Malcolm Turnbull on Murdoch, lies and the climate crisis: “In Australia the same forces are at work that made Trump possible” | Australian politics
TThe United States has suffered the highest number of Covid-19 deaths: about 600,000 at the time of writing. The same political and media actors who deny the reality of global warming have also denied and politicized the Covid-19 virus.
In his honor, Donald Trump poured billions into Operation Warp Speed, which helped develop vaccines in a timeframe that matched the program’s ambitious title. But he also downplayed the severity of Covid-19, then sold quack therapies and mocked cities that mandated social distancing and the wearing of masks.
Trump’s disastrous management of the pandemic resulted in an election defeat in November 2020. It says a lot about the madness of American political discourse that then-presidential candidate Joe Biden kept saying: “Wearing a mask is not a political statement.”
Out of our relative safety and common sense, Australians viewed America with increasing horror. As if the Covid-19 catastrophe weren’t enough, the callous police murder of George Floyd on May 25, 2020 sparked a wave of outraged anti-racism protests in the United States and around the world. And then events took another dire turn.
In anticipation of defeat, Trump had been busy claiming that the election was being rigged by the Democrats. He predicted widespread electoral fraud and prepared for an “I wuz robbed” case if the result was against him. He did that in 2016.
As it happened, Biden won convincingly. Trump and the Republican Party launched more than 60 legal challenges against the outcome. Its failure did not stop the misinformation campaign.
Relentlessly, Rupert Murdoch’s Fox News and the rest of the right-wing media plaque claimed that Biden stole the poll. A protest march was scheduled in Washington on January 1st, 2021, the day Congress was to formally count the votes of the electoral college and confirm Biden’s victory. The protest was specifically intended to pressure Congress, and in particular then Vice President Mike Pence, to overthrow the people’s decision and declare Trump to be re-elected.
They gathered by the thousands. Trump ended it with a typically inflammatory speech that culminated in a call to march on the Capitol. The mob besieged and broke into the home of US democracy. They poured down the corridors threatening to hang Pence and speaker Nancy Pelosi. Several security guards were killed, as was one of the insurgents. Fortunately, none of the lawmakers were found by the mob, although several appeared to have encouraged them in the lead up to the attack.
Mourners pay their respects to the police officer who was injured in the attack on the US Capitol. Photo: Kevin Dietsch / AFP / Getty Images
It was nothing less than an attempted coup, promoted and encouraged by the president himself and his media allies like Murdoch, who through Fox News has probably done more damage to US democracy than any other individual.
Vladimir Putin’s disinformation campaigns have tried to exacerbate divisions in Western democracies and undermine popular trust in their institutions.

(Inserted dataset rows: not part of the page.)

//! Document schema names published by the Sanity studio.

use std::fmt;

use serde::{Deserialize, Serialize};

/// Top-level document types the site renders from.
///
/// Object schemas (`richText`, `richImage`, `seo`, `menuItem`, `pressItem`)
/// are only ever embedded inside these and never arrive as webhook subjects.
#[derive(Debug, Clone, Copy, PartialEq, Eq, Hash, Serialize, Deserialize)]
#[serde(rename_all = "camelCase")]
pub enum DocumentType {
    Homepage,
    About,
    SiteSettings,
    Collection,
    Project,
    Release,
}

impl DocumentType {
    pub const ALL: [DocumentType; 6] = [
        DocumentType::Homepage,
        DocumentType::About,
        DocumentType::SiteSettings,
        DocumentType::Collection,
        DocumentType::Project,
        DocumentType::Release,
    ];

    /// Parse the `_type` value of a Sanity document.
    pub fn from_wire(name: &str) -> Option<Self> {
        match name {
            "homepage" => Some(DocumentType::Homepage),
            "about" => Some(DocumentType::About),
            "siteSettings" => Some(DocumentType::SiteSettings),
            "collection" => Some(DocumentType::Collection),
            "project" => Some(DocumentType::Project),
            "release" => Some(DocumentType::Release),
            _ => None,
        }
    }

    pub fn as_str(self) -> &'static str {
        match self {
            DocumentType::Homepage => "homepage",
            DocumentType::About => "about",
            DocumentType::SiteSettings => "siteSettings",
            DocumentType::Collection => "collection",
            DocumentType::Project => "project",
            DocumentType::Release => "release",
        }
    }

    /// Singletons have one document and one tag; everything else is a
    /// slugged collection with a `:list` tag.
    pub fn is_singleton(self) -> bool {
        matches!(
            self,
            DocumentType::Homepage | DocumentType::About | DocumentType::SiteSettings
        )
    }
}

impl fmt::Display for DocumentType {
    fn fmt(&self, f: &mut fmt::Formatter<'_>) -> fmt::Result {
        f.write_str(self.as_str())
    }
}

/// Document types that embed releases by reference.
#[derive(Debug, Clone, Copy, PartialEq, Eq, Hash)]
pub enum ReferencingType {
    Collection,
    Project,
}

impl ReferencingType {
    pub fn document_type(self) -> DocumentType {
        match self {
            ReferencingType::Collection => DocumentType::Collection,
            ReferencingType::Project => DocumentType::Project,
        }
    }
}
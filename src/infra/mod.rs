//! Infrastructure adapters and runtime bootstrap.

pub mod error;
pub mod http;
pub mod sanity;
pub mod telemetry;
//! Cache configuration.
//!
//! Controls the tag-addressable query cache via `geographer.toml`.

use std::num::NonZeroUsize;

use serde::Deserialize;

const DEFAULT_QUERY_LIMIT: usize = 500;

/// Cache configuration from `geographer.toml`.
#[derive(Debug, Clone, Deserialize)]
#[serde(default)]
pub struct CacheConfig {
    /// Cache query results between webhook invalidations.
    pub enabled: bool,
    /// Maximum cached query results before LRU eviction.
    pub query_limit: usize,
    /// Optional namespace prepended to every tag (`<namespace>:<tag>`).
    pub tag_namespace: Option<String>,
}

impl Default for CacheConfig {
    fn default() -> Self {
        Self {
            enabled: true,
            query_limit: DEFAULT_QUERY_LIMIT,
            tag_namespace: None,
        }
    }
}

impl From<&crate::config::CacheSettings> for CacheConfig {
    fn from(settings: &crate::config::CacheSettings) -> Self {
        Self {
            enabled: settings.enabled,
            query_limit: settings.query_limit.get(),
            tag_namespace: settings.tag_namespace.clone(),
        }
    }
}

impl CacheConfig {
    /// Returns the query limit as NonZeroUsize, clamping to 1 if zero.
    pub fn query_limit_non_zero(&self) -> NonZeroUsize {
        NonZeroUsize::new(self.query_limit).unwrap_or(NonZeroUsize::MIN)
    }
}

By creating and exploiting a market for insane conspiracy theories detached from the facts, let alone science, Murdoch has done Putin’s job – better than any Russian intelligence agency could ever have imagined.
That is why I supported former Prime Minister Kevin Rudd’s call for a royal commission in the Murdoch media that would not act like a conventional news organization but more like a political party, advancing its own agendas, revenging its critics and covering up for his Friends.
In April, I reiterated these points in an interview with CNN’s Brian Stelter, as I did when the Australian Senate investigated media diversity. Of all the confirmations, none was more significant than that of James Clapper, the former US director of national intelligence, who said Fox News was “a megaphone for conspiracies and falsehoods.”
We must face the uncomfortable fact that the systematic partisan lies and misinformation of the media, both mainstream and society – what Clapper calls the “truth deficit” – has done tremendous damage to liberal democracies, no more than that USA itself. Thanks to this relentless diet of lies, a quarter of Americans and 56% of Republicans believe that Trump is the real President today.
Biden has a more traditional and rational administration. The friends and allies over whom Trump was outraged around the world breathe a sigh of relief. The US has re-joined the Paris Agreement, and Biden is trying to lead the world with deeper, faster emissions cuts.
But the same forces that strengthened Trump and made it possible are still at work in the US and here in Australia. In April, the Murdoch press urged the New South Wales government to reverse its decision to appoint me to chair a committee to advise on the transition to a net zero emissions economy. My “crime” was not to support the continued unrestricted expansion of the open pit mine in the Hunter Valley. In the insane right-wing media chamber that is so influential to many Liberal and National Party members, the most important prerequisite for deliberating on net zero emissions is apparently unreserved support for coal mining.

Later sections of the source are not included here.